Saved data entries
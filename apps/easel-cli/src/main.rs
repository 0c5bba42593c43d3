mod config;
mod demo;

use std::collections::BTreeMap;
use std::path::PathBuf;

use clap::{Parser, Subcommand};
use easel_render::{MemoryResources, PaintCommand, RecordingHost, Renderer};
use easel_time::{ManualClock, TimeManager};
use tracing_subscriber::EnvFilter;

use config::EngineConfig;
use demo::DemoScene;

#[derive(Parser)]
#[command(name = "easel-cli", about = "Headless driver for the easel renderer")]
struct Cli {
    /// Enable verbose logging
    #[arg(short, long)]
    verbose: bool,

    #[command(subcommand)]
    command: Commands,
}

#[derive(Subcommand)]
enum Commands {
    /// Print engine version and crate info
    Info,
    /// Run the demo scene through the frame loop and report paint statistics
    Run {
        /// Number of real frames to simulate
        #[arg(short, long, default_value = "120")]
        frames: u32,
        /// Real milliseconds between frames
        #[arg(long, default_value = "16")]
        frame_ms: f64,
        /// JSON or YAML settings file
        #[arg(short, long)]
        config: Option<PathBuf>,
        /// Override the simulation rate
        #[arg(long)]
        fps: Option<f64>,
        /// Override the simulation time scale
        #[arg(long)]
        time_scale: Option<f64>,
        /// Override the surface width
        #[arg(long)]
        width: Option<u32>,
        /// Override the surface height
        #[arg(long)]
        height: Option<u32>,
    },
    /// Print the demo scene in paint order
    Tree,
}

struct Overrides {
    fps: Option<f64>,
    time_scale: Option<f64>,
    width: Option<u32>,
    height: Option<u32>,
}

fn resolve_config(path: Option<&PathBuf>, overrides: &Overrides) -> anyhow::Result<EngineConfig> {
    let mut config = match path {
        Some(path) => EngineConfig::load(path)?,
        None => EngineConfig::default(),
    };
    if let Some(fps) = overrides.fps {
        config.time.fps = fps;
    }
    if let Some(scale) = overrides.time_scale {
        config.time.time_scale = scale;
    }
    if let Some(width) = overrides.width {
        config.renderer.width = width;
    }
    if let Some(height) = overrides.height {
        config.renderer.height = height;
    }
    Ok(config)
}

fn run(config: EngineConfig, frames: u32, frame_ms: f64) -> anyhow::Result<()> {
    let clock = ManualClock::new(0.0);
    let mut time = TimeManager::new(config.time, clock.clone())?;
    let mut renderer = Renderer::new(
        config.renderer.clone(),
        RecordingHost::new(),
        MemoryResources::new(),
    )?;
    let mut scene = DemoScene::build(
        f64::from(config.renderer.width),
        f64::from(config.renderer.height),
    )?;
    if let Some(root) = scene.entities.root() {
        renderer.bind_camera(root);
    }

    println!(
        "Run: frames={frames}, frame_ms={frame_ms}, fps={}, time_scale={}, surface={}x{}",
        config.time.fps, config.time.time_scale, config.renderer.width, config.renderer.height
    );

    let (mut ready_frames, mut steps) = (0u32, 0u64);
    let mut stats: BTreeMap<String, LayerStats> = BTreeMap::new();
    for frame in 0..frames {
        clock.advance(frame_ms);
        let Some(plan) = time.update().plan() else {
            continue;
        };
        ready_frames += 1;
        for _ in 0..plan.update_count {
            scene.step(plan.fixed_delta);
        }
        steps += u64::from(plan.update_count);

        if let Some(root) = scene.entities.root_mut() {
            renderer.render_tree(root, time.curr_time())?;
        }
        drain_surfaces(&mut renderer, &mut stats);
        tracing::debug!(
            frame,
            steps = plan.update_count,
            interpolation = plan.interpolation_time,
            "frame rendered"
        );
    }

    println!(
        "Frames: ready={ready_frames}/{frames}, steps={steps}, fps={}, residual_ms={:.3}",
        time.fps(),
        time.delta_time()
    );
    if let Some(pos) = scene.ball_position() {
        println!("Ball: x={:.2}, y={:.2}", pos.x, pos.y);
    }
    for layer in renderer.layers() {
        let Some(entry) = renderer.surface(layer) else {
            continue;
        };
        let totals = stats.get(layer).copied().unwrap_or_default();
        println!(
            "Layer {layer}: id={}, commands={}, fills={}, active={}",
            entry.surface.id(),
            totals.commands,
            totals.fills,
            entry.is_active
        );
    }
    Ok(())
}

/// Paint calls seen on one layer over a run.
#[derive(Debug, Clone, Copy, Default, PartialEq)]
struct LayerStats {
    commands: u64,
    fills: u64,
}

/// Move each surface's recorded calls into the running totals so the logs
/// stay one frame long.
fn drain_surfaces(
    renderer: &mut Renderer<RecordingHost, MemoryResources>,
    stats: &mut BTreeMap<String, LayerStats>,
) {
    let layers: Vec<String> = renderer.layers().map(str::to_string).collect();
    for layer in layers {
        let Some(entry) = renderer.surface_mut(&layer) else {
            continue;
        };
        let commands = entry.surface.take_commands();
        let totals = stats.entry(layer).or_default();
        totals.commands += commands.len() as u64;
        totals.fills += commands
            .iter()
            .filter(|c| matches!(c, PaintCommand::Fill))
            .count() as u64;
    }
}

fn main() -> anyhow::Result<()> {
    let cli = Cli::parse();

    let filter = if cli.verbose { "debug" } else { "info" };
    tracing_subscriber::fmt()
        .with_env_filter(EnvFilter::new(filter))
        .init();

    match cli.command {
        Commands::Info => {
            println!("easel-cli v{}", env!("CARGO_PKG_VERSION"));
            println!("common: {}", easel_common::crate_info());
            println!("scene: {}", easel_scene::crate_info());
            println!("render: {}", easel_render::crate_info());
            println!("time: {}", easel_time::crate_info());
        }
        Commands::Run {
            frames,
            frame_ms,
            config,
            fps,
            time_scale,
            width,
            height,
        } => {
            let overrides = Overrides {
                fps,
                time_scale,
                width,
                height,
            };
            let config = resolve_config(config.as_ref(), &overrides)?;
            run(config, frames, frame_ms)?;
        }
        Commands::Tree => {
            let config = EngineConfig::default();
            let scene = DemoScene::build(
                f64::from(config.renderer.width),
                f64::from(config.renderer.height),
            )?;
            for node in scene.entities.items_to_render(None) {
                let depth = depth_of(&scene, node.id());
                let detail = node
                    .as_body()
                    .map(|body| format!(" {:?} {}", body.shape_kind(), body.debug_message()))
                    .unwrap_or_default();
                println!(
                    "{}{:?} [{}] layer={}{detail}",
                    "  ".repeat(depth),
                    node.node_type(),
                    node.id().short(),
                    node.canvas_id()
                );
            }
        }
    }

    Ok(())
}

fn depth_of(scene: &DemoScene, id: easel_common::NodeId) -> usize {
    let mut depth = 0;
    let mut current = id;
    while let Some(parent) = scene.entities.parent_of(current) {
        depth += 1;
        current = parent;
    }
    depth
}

### WHAT THE TASK REQUIRES:
All lines in the records with the string "DemoScene" should be copied out.

### EXERCISE RESULT:
use demo::DemoScene;
    let mut scene = DemoScene::build(
            let scene = DemoScene::build(
fn depth_of(scene: &DemoScene, id: easel_common::NodeId) -> usize {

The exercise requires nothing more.